My Ex-Spouse is Emotionally Abusing Me. What Can I Do?
For many individuals going through a divorce, emotional abuse from your ex-spouse or about to be ex-spouse can be one of the most difficult issues to deal with. In our latest blog, we will discuss how to deal with manipulation, emotional abuse, psychological abuse, and harassment from your former partner, along with what legal action you can take.
In the past, we’ve stressed the effects of emotional domestic violence that occur when you are in a current relationship, but what about when you are separated?
Divorced Parents and Emotional Abuse
The power struggle between divorced parents can be a very serious issue. In many cases, an ex-spouse can use various forms of emotional abuse and harassment to gain control over the situation. This typically involves issues of child custody and could become quite the “he said, she said” incident. Both parties might not even be aware of this dynamic.

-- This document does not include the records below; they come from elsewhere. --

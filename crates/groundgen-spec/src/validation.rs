//! Request validation logic.

use crate::error::{ErrorCode, ValidationError, ValidationResult};
use crate::ground::{
    AsphaltParams, CellularParams, GroundParams, GroundRequest, MAX_CRACK_LENGTH,
};

/// Validates a request and returns a validation result.
///
/// Generation must not start unless the result is ok.
///
/// # Example
/// ```
/// use groundgen_spec::{GroundRequest, GroundType};
/// use groundgen_spec::validation::validate_request;
///
/// let request = GroundRequest::new(GroundType::Asphalt, "asphalt-00000", "out");
/// assert!(validate_request(&request).is_ok());
/// ```
pub fn validate_request(request: &GroundRequest) -> ValidationResult {
    let mut result = ValidationResult::default();

    validate_name(&request.name, &mut result);

    match (&request.params, request.ground_type.is_cellular()) {
        (GroundParams::Cellular(params), true) => validate_cellular(params, &mut result),
        (GroundParams::Asphalt(params), false) => validate_asphalt(params, &mut result),
        _ => result.add_error(ValidationError::with_path(
            ErrorCode::GroundParamsMismatch,
            format!(
                "ground type '{}' cannot be generated from these parameters",
                request.ground_type
            ),
            "params",
        )),
    }

    result
}

fn validate_name(name: &str, result: &mut ValidationResult) {
    if name.is_empty() || name.contains(['/', '\\']) || name == "." || name == ".." {
        result.add_error(ValidationError::with_path(
            ErrorCode::InvalidOutputName,
            format!("output name must be a plain file stem, got '{}'", name),
            "name",
        ));
    }
}

/// Validates the parameters of the cellular generator.
pub fn validate_cellular(params: &CellularParams, result: &mut ValidationResult) {
    if params.wrap_amount > params.size {
        result.add_error(ValidationError::with_path(
            ErrorCode::WrapTooLarge,
            format!(
                "cannot wrap {} more than the grid size {}",
                params.wrap_amount, params.size
            ),
            "params.wrap_amount",
        ));
    }

    if params.size == 0 {
        result.add_error(ValidationError::with_path(
            ErrorCode::InvalidGridSize,
            "grid size must be at least 1",
            "params.size",
        ));
    }

    let distances = [
        ("grid_distortion", params.grid_distortion),
        ("distance", params.distance),
        ("corner_size", params.corner_size),
        ("max_z_displace", params.max_z_displace),
        ("max_slant", params.max_slant),
    ];
    for (field, value) in distances {
        if !value.is_finite() || value < 0.0 {
            result.add_error(ValidationError::with_path(
                ErrorCode::InvalidDistance,
                format!("{} must be finite and non-negative, got {}", field, value),
                format!("params.{}", field),
            ));
        }
    }

    if !params.dpi.is_finite() || params.dpi <= 0.0 {
        result.add_error(ValidationError::with_path(
            ErrorCode::InvalidDpi,
            format!("dpi must be positive, got {}", params.dpi),
            "params.dpi",
        ));
    }
}

/// Validates the parameters of the asphalt generator.
pub fn validate_asphalt(params: &AsphaltParams, result: &mut ValidationResult) {
    let [width, height] = params.resolution;
    if width == 0 || height == 0 {
        result.add_error(ValidationError::with_path(
            ErrorCode::InvalidResolution,
            format!("resolution must be non-zero, got {}x{}", width, height),
            "params.resolution",
        ));
    }

    if params.crack_width == 0 {
        result.add_error(ValidationError::with_path(
            ErrorCode::InvalidCrackWidth,
            "crack width must be at least 1 pixel",
            "params.crack_width",
        ));
    }

    if !params.crack_length.is_finite() || params.crack_length < 0.0 {
        result.add_error(ValidationError::with_path(
            ErrorCode::InvalidDistance,
            format!(
                "crack_length must be finite and non-negative, got {}",
                params.crack_length
            ),
            "params.crack_length",
        ));
    } else if params.crack_length > MAX_CRACK_LENGTH {
        result.add_error(ValidationError::with_path(
            ErrorCode::InvalidDistance,
            format!(
                "crack_length must be at most {}, got {}",
                MAX_CRACK_LENGTH, params.crack_length
            ),
            "params.crack_length",
        ));
    }
}
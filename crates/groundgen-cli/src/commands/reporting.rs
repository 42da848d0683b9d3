use colored::Colorize;
use groundgen_backend_texture::{GenerateError, SavedFile};
use groundgen_spec::{BackendError, ValidationError};
use serde_json::{json, Value};

/// Print validation errors to the console.
pub(crate) fn print_validation_errors(errors: &[ValidationError]) {
    if errors.is_empty() {
        return;
    }
    println!("\n{}", "Validation Errors:".red().bold());
    for error in errors {
        let path_info = error
            .path
            .as_ref()
            .map(|p| format!(" at {}", p))
            .unwrap_or_default();
        println!(
            "  {} [{}]{}: {}",
            "x".red(),
            error.code.to_string().red(),
            path_info.dimmed(),
            error.message
        );
    }
}

/// Print the files of one written image set.
pub(crate) fn print_saved_files(name: &str, seed: u32, files: &[SavedFile]) {
    println!(
        "{} {} {}",
        "SUCCESS".green().bold(),
        name,
        format!("(seed {})", seed).dimmed()
    );
    for file in files {
        println!(
            "  {} {} {}",
            "+".green(),
            file.path.display(),
            file.hash[..16].dimmed()
        );
    }
}

pub(crate) fn validation_errors_to_json(errors: &[ValidationError]) -> Value {
    Value::Array(
        errors
            .iter()
            .map(|e| {
                json!({
                    "code": e.code.code(),
                    "message": e.message,
                    "path": e.path,
                })
            })
            .collect(),
    )
}

pub(crate) fn generate_error_to_json(error: &GenerateError) -> Value {
    json!({
        "code": error.code(),
        "category": error.category(),
        "message": error.message(),
    })
}

pub(crate) fn saved_set_to_json(name: &str, seed: u32, files: &[SavedFile]) -> Value {
    json!({
        "name": name,
        "seed": seed,
        "files": files
            .iter()
            .map(|f| json!({ "path": f.path.display().to_string(), "hash": f.hash }))
            .collect::<Vec<_>>(),
    })
}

For example, a parent may refuse to change their holiday plans and wants to have their children for both Christmas Eve and Christmas Day despite the fact that this is a contradiction of the separated couple’s divorce agreement and child custody agreement that’s in place. When the other parent responds that the agreements states they should split their time equally, the refusing parent might say something along the lines of both kinds wanting to stay with them because they like him or her more.
This example is actually a common form of emotional manipulation. The refusing parent is implying they are free to do whatever they want with their children and are better off with them compared to the other parent who has rights too. This can be a form of child alienation too, which is a form of abuse that involves turning your children against another parent or family member for sometimes personal gain.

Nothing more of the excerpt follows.